= GOAL OF THE EXERCISE =
Every record that follows should be printed verbatim.

= RECORDS SUPPLIED =

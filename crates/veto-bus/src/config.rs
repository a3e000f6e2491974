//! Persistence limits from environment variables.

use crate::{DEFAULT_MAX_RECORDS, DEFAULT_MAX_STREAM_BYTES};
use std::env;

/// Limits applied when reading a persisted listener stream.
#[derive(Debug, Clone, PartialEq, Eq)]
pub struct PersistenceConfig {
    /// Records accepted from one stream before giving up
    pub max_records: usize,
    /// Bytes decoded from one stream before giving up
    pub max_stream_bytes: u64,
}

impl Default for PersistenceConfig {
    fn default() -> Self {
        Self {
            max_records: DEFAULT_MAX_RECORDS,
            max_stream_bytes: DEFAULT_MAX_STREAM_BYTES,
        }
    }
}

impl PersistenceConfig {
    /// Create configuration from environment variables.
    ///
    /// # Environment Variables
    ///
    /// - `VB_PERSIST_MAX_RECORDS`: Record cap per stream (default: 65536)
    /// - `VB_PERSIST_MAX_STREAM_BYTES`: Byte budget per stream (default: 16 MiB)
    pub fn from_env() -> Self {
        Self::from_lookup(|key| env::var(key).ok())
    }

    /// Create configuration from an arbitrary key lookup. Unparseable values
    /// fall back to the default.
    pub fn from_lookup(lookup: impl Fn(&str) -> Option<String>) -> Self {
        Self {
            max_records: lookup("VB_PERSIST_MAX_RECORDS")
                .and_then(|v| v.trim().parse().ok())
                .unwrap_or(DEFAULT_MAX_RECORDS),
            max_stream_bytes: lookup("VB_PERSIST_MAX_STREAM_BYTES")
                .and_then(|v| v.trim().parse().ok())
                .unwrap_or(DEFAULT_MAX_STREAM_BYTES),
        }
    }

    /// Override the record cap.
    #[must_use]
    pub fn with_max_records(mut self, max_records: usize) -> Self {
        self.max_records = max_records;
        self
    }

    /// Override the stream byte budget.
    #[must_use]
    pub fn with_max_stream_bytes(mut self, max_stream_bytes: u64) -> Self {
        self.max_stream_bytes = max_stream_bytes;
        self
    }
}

= TASK SOLUTION =
filename crates/veto-bus/src/config.rs
repository a3e000f6e2491974
//! Persistence limits from environment variables.

use crate::{DEFAULT_MAX_RECORDS, DEFAULT_MAX_STREAM_BYTES};
use std::env;

/// Limits applied when reading a persisted listener stream.
#[derive(Debug, Clone, PartialEq, Eq)]
pub struct PersistenceConfig {
    /// Records accepted from one stream before giving up
    pub max_records: usize,
    /// Bytes decoded from one stream before giving up
    pub max_stream_bytes: u64,
}

impl Default for PersistenceConfig {
    fn default() -> Self {
        Self {
            max_records: DEFAULT_MAX_RECORDS,
            max_stream_bytes: DEFAULT_MAX_STREAM_BYTES,
        }
    }
}

impl PersistenceConfig {
    /// Create configuration from environment variables.
    ///
    /// # Environment Variables
    ///
    /// - `VB_PERSIST_MAX_RECORDS`: Record cap per stream (default: 65536)
    /// - `VB_PERSIST_MAX_STREAM_BYTES`: Byte budget per stream (default: 16 MiB)
    pub fn from_env() -> Self {
        Self::from_lookup(|key| env::var(key).ok())
    }

    /// Create configuration from an arbitrary key lookup. Unparseable values
    /// fall back to the default.
    pub fn from_lookup(lookup: impl Fn(&str) -> Option<String>) -> Self {
        Self {
            max_records: lookup("VB_PERSIST_MAX_RECORDS")
                .and_then(|v| v.trim().parse().ok())
                .unwrap_or(DEFAULT_MAX_RECORDS),
            max_stream_bytes: lookup("VB_PERSIST_MAX_STREAM_BYTES")
                .and_then(|v| v.trim().parse().ok())
                .unwrap_or(DEFAULT_MAX_STREAM_BYTES),
        }
    }

    /// Override the record cap.
    #[must_use]
    pub fn with_max_records(mut self, max_records: usize) -> Self {
        self.max_records = max_records;
        self
    }

    /// Override the stream byte budget.
    #[must_use]
    pub fn with_max_stream_bytes(mut self, max_stream_bytes: u64) -> Self {
        self.max_stream_bytes = max_stream_bytes;
        self
    }
}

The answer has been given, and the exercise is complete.